Jun Ichikawa: La situazione è drammatica... Ultimamente ho fatto un cortometraggio, e poi sono la coprotagonista di Krokodyle, di Stefano Bessoni, regista di Imago Mortis, che però in Italia non ha ancora trovato una distribuzione. Forse perché questo Krokodyle è molto particolare, è una sorta di autobiografia del regista, di cui io impersono la compagna, una fotografa del macabro. Il 5 marzo sarò, per una data unica, a teatro, ma per il futuro ancora non si sa nulla.
Francesca Faiella: Io aspetto a parlare dei miei film in uscita, ma dovrebbe essere in sala a breve Oggetti smarriti; poi ho lavorato in Una domenica notte e in un corto. Ho acquistato i diritti per un testo teatrale francese, Io non mi sento bella, su cui sto lavorando proprio ora, e in più voglio realizzare un documentario sulle repubbliche genovesi e sulla tratta degli schiavi, per poter parlare un po' della mia città.

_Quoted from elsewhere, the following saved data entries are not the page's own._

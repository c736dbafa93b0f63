#![doc = include_str!("../README.md")]
#![deny(clippy::unwrap_used, rustdoc::broken_intra_doc_links)]

mod download;
mod error;
mod location;
mod map;
mod marker;
mod path;
mod query;
pub mod signing;

pub use download::{Fetch, HeaderValue, HttpFetch, HttpOptions};
pub use error::{Error, TransportError, ValidationError};
pub use location::{lat_lon, MapLocation, Position};
pub use map::{GoogleStaticMap, ImageFormat, MapType, Protocol, Proxy, StyleRule};
pub use marker::{MapMarker, MarkerSize};
pub use path::{MapPath, MapPolygon, Shape};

Carmen Giardina: Io ho un tourbillon di progetti: sto muovendo i primi passi nella regia, in uno spettacolo teatrale, in collaborazione proprio con Marco Carniti, incentrato sul mondo dei reality show. Ho poi in cantiere un corto che racconta l'incontro tra Anna Magnani e Bette Davis, e sarò a teatro con Nettezza urbana, uno spettacolo che parla della paura, oggi quanto mai attuale, dell'altro e del terrorismo. Ho anche un altro progetto teatrale, quello di raccontare Alda Merini attraverso il tango, e recentemente sono rimasta molto avvilita perché il mio corto, dedicato alla giornata in cui sono morti sia Aldo Moro che Peppino Impastato, non ha ottenuto il riconoscimento di opera di interesse culturale nazionale. Specialmente se penso ai lavori che questo riconoscimento lo hanno ottenuto, che di culturale non avevano proprio nulla.
Cosa vi hanno lasciato i vostri personaggi?

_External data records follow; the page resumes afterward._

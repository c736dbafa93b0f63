use crate::error::ValidationError;
use crate::location::MapLocation;
use crate::marker::MapMarker;
use crate::path::Shape;
use crate::query::{escape, Params, SEPARATOR};
use crate::signing::sign;

pub(crate) const HOST: &str = "maps.googleapis.com";
pub(crate) const PATH: &str = "/maps/api/staticmap";

/// Type of the map.
#[derive(Debug, Clone, Copy, Default, PartialEq, Eq)]
#[cfg_attr(feature = "serde", derive(::serde::Serialize, ::serde::Deserialize))]
#[cfg_attr(feature = "serde", serde(rename_all = "lowercase"))]
pub enum MapType {
    #[default]
    /// Default Google Maps style, which is a streets view
    Roadmap,
    /// Satellite view
    Satellite,
    /// Physical relief with vegetation and water
    Terrain,
    /// Satellite imagery with roads and labels
    Hybrid,
}

impl MapType {
    fn api_slug(&self) -> &'static str {
        match self {
            Self::Roadmap => "roadmap",
            Self::Satellite => "satellite",
            Self::Terrain => "terrain",
            Self::Hybrid => "hybrid",
        }
    }
}

/// Format of the resulting image. Google defaults to [`ImageFormat::Png8`].
#[derive(Debug, Clone, Copy, PartialEq, Eq)]
#[cfg_attr(feature = "serde", derive(::serde::Serialize, ::serde::Deserialize))]
#[cfg_attr(feature = "serde", serde(rename_all = "kebab-case"))]
pub enum ImageFormat {
    /// 8-bit PNG
    Png8,
    /// 32-bit PNG
    Png32,
    Gif,
    /// Progressive JPEG
    Jpg,
    /// Non-progressive JPEG
    JpgBaseline,
}

impl ImageFormat {
    fn api_slug(&self) -> &'static str {
        match self {
            Self::Png8 => "png8",
            Self::Png32 => "png32",
            Self::Gif => "gif",
            Self::Jpg => "jpg",
            Self::JpgBaseline => "jpg-baseline",
        }
    }
}

/// Scheme of the URL returned by [`GoogleStaticMap::url`].
#[derive(Debug, Clone, Copy, PartialEq, Eq)]
pub enum Protocol {
    Http,
    Https,
    /// Scheme-relative URL (`//maps.googleapis.com/...`), so the browser uses the same scheme
    /// as the page embedding it.
    Auto,
}

impl Protocol {
    fn prefix(&self) -> &'static str {
        match self {
            Self::Http => "http:",
            Self::Https => "https:",
            Self::Auto => "",
        }
    }
}

/// HTTP proxy used by [`GoogleStaticMap::get_map`].
#[derive(Debug, Clone, PartialEq, Eq)]
#[cfg_attr(feature = "serde", derive(::serde::Serialize, ::serde::Deserialize))]
pub struct Proxy {
    pub host: String,
    pub port: u16,
}

/// Styling rule, e.g. `feature:road.local|element:geometry|color:0x00ff00`.
/// <https://developers.google.com/maps/documentation/maps-static/styling>
#[derive(Debug, Clone, Default, PartialEq, Eq)]
#[cfg_attr(feature = "serde", derive(::serde::Serialize, ::serde::Deserialize))]
pub struct StyleRule(pub Vec<(String, String)>);

impl StyleRule {
    pub fn with(mut self, property: impl Into<String>, value: impl Into<String>) -> Self {
        self.0.push((property.into(), value.into()));
        self
    }

    fn render(&self) -> String {
        self.0
            .iter()
            .map(|(property, value)| format!("{property}:{value}"))
            .collect::<Vec<_>>()
            .join(SEPARATOR)
    }
}

impl<P: Into<String>, V: Into<String>> FromIterator<(P, V)> for StyleRule {
    fn from_iter<T: IntoIterator<Item = (P, V)>>(iter: T) -> Self {
        Self(
            iter.into_iter()
                .map(|(property, value)| (property.into(), value.into()))
                .collect(),
        )
    }
}

/// Description of a static map. Set the fields, then call [`GoogleStaticMap::url`] to get the
/// URL of the image, or [`GoogleStaticMap::get_map`] to download it.
///
/// At least one of [`GoogleStaticMap::center`], [`GoogleStaticMap::markers`] or
/// [`GoogleStaticMap::paths`] must be set. Without the center, Google fits the map to
/// markers and paths.
#[derive(Debug, Clone, PartialEq)]
#[cfg_attr(feature = "serde", derive(::serde::Serialize, ::serde::Deserialize))]
#[cfg_attr(feature = "serde", serde(default))]
pub struct GoogleStaticMap {
    /// Width of the image in pixels, 500 by default. Google caps it at 640.
    pub width: Option<u32>,

    /// Height of the image in pixels, 350 by default. Google caps it at 640.
    pub height: Option<u32>,

    /// Pixel density multiplier: 1, 2 or 4 (premium accounts only).
    pub scale: Option<u8>,

    /// From 0 (the whole world) to 21 (individual buildings).
    pub zoom: Option<u8>,

    pub center: Option<MapLocation>,
    pub markers: Vec<MapMarker>,
    pub paths: Vec<Shape>,

    /// Whether the application determines the location via a sensor. Legacy.
    pub sensor: bool,

    pub format: Option<ImageFormat>,
    pub map_type: MapType,

    /// Not a part of the URL, used only when downloading.
    pub proxy: Option<Proxy>,

    /// Standard API key. Can not be used together with `client_id`.
    pub api_key: Option<String>,

    /// Business account client ID. Requires `private_key`.
    pub client_id: Option<String>,

    /// URL-safe base64 encoded key used to sign the URL.
    pub private_key: Option<String>,

    pub channel: Option<String>,
    pub language: Option<String>,
    pub styles: Vec<StyleRule>,

    /// Appended to the query as is, it must be escaped already.
    pub plain_string: Option<String>,
}

impl Default for GoogleStaticMap {
    fn default() -> Self {
        Self {
            width: Some(500),
            height: Some(350),
            scale: None,
            zoom: None,
            center: None,
            markers: Vec::new(),
            paths: Vec::new(),
            sensor: false,
            format: None,
            map_type: MapType::default(),
            proxy: None,
            api_key: None,
            client_id: None,
            private_key: None,
            channel: None,
            language: None,
            styles: Vec::new(),
            plain_string: None,
        }
    }
}

impl GoogleStaticMap {
    /// Full URL of the map image, suitable e.g. as `src` of an `img` tag.
    pub fn url(&self, protocol: Protocol) -> Result<String, ValidationError> {
        Ok(format!(
            "{}//{HOST}{}",
            protocol.prefix(),
            self.relative_url()?
        ))
    }

    /// URL of the map image relative to the host, e.g. `/maps/api/staticmap?...`.
    pub fn relative_url(&self) -> Result<String, ValidationError> {
        self.validate()?;

        let mut url = format!("{PATH}?{}", self.query()?);

        if let Some(plain_string) = &self.plain_string {
            url.push('&');
            url.push_str(plain_string);
        }

        // Private key is meaningless without credentials it would sign.
        let authenticated = self.api_key.is_some() || self.client_id.is_some();
        if let Some(private_key) = self.private_key.as_ref().filter(|_| authenticated) {
            let signature = sign(&url, private_key)?;
            url.push_str("&signature=");
            url.push_str(&signature);
        }

        log::trace!("Built static map URL: {url}");
        Ok(url)
    }

    fn validate(&self) -> Result<(), ValidationError> {
        if self.center.is_none() && self.markers.is_empty() && self.paths.is_empty() {
            return Err(ValidationError::MissingTarget);
        }

        if self.api_key.is_some() && self.client_id.is_some() {
            return Err(ValidationError::ConflictingCredentials);
        }

        if self.client_id.is_some() && self.private_key.is_none() {
            return Err(ValidationError::MissingPrivateKey);
        }

        if let Some(zoom) = self.zoom.filter(|zoom| *zoom > 21) {
            return Err(ValidationError::InvalidZoom(zoom));
        }

        if let Some(scale) = self.scale.filter(|scale| ![1, 2, 4].contains(scale)) {
            return Err(ValidationError::InvalidScale(scale));
        }

        Ok(())
    }

    /// Scalar parameters sorted by name, followed by overlays (also sorted by name, but
    /// markers, paths and styles keep the order they were added in).
    fn query(&self) -> Result<String, ValidationError> {
        let mut scalars = Params::default();

        if let Some(channel) = &self.channel {
            scalars.push("channel", escape(channel));
        }
        if let Some(format) = self.format {
            scalars.push("format", format.api_slug().to_owned());
        }
        if let Some(language) = &self.language {
            scalars.push("language", escape(language));
        }
        scalars.push("maptype", self.map_type.api_slug().to_owned());
        if let Some(scale) = self.scale {
            scalars.push("scale", scale.to_string());
        }
        scalars.push("sensor", self.sensor.to_string());
        if let Some(zoom) = self.zoom {
            scalars.push("zoom", zoom.to_string());
        }
        if let (Some(width), Some(height)) = (self.width, self.height) {
            scalars.push("size", format!("{width}x{height}"));
        }
        if let Some(api_key) = &self.api_key {
            scalars.push("key", escape(api_key));
        }
        if let Some(client_id) = &self.client_id {
            scalars.push("client", escape(client_id));
        }

        let mut overlays = Params::default();

        for marker in &self.markers {
            overlays.push("markers", marker.render()?);
        }
        for path in &self.paths {
            overlays.push("path", path.render()?);
        }
        if let Some(center) = &self.center {
            overlays.push("center", center.render()?);
        }
        for style in self.styles.iter().filter(|style| !style.0.is_empty()) {
            overlays.push("style", escape(&style.render()));
        }

        let scalars = scalars.sorted();
        let overlays = overlays.sorted();

        if overlays.is_empty() {
            Ok(scalars.join())
        } else {
            Ok(format!("{}&{}", scalars.join(), overlays.join()))
        }
    }
}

Francesca Faiella: Io Beatrice non me la sono più scrollata di dosso. Mi ha illuminato sull'amore, sulla volontà di vivere in funzione di qualcun altro: ovvero, mi ha insegnato a non farlo più.

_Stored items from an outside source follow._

use hypermocker::{Bytes, Server, StatusCode};

fn client() -> reqwest::Client {
    reqwest::Client::builder().no_proxy().build().unwrap()
}

#[tokio::test]
async fn anticipation_then_request() {
    let _ = env_logger::try_init();

    let server = Server::bind().await;
    let url = format!("http://127.0.0.1:{}/foo?bar=baz", server.port());
    let mut anticipated = server.anticipate("/foo").await;

    let (response, ()) = tokio::join!(
        async { client().get(url).send().await.unwrap() },
        async move {
            let request = anticipated.expect().await;
            assert_eq!(Some("bar=baz"), request.uri().query());
            anticipated.respond(Bytes::from_static(b"hello")).await;
        },
    );

    assert_eq!(StatusCode::OK, response.status());
    assert_eq!(&response.bytes().await.unwrap()[..], b"hello");
}

#[tokio::test]
async fn response_prepared_before_request() {
    let _ = env_logger::try_init();

    let server = Server::bind().await;
    let url = format!("http://127.0.0.1:{}/foo", server.port());
    server
        .anticipate("/foo")
        .await
        .respond_with(StatusCode::SERVICE_UNAVAILABLE, "epic fail")
        .await;

    let response = client().get(url).send().await.unwrap();
    assert_eq!(StatusCode::SERVICE_UNAVAILABLE, response.status());
    assert_eq!(response.text().await.unwrap(), "epic fail");
}

#[tokio::test]
#[should_panic(expected = "there are unexpected requests")]
async fn unexpected_request() {
    let _ = env_logger::try_init();

    let server = Server::bind().await;
    let url = format!("http://127.0.0.1:{}/foo", server.port());

    let response = client().get(url).send().await.unwrap();
    assert_eq!(StatusCode::IM_A_TEAPOT, response.status());
    assert_eq!(&response.bytes().await.unwrap()[..], b"unexpected");
}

Jun Ichikawa: Dopo aver interpretato un medico legale, mi hanno chiamato per RIS! A parte gli scherzi, questo è un lavoro che dura tutta la vita, ogni volta svisceri una parte di te stesso, e in quest'occasione è stato molto complicato, ma ho cercato di farlo al mio meglio. I film comunque si fanno sempre in gruppo, e io ho cercato di seguire l'andazzo generale: a mio parere, l'insieme ha funzionato benissimo.
Carmen Giardina: Il mio è un personaggio molto particolare, ma fin dalla prima volta in cui ho letto il copione mi ha conquistato. La gente mi chiedeva: ma davvero sei contenta di interpretare una hostess ninfomane e cocainomane? Si, perché il suo malessere, sebbene si esprima in modi un po' sopra le righe, è davvero profondo, e interpretarlo è stata una sfida: la sua forzata allegria, la confessione in quel racconto così doloroso, sono state bellissime da recitare. Avere la possibilità di dare vita a un personaggio così ricco e profondo, quando così spesso ci vengono offerti ruoli superficiali, mi ha reso molto felice.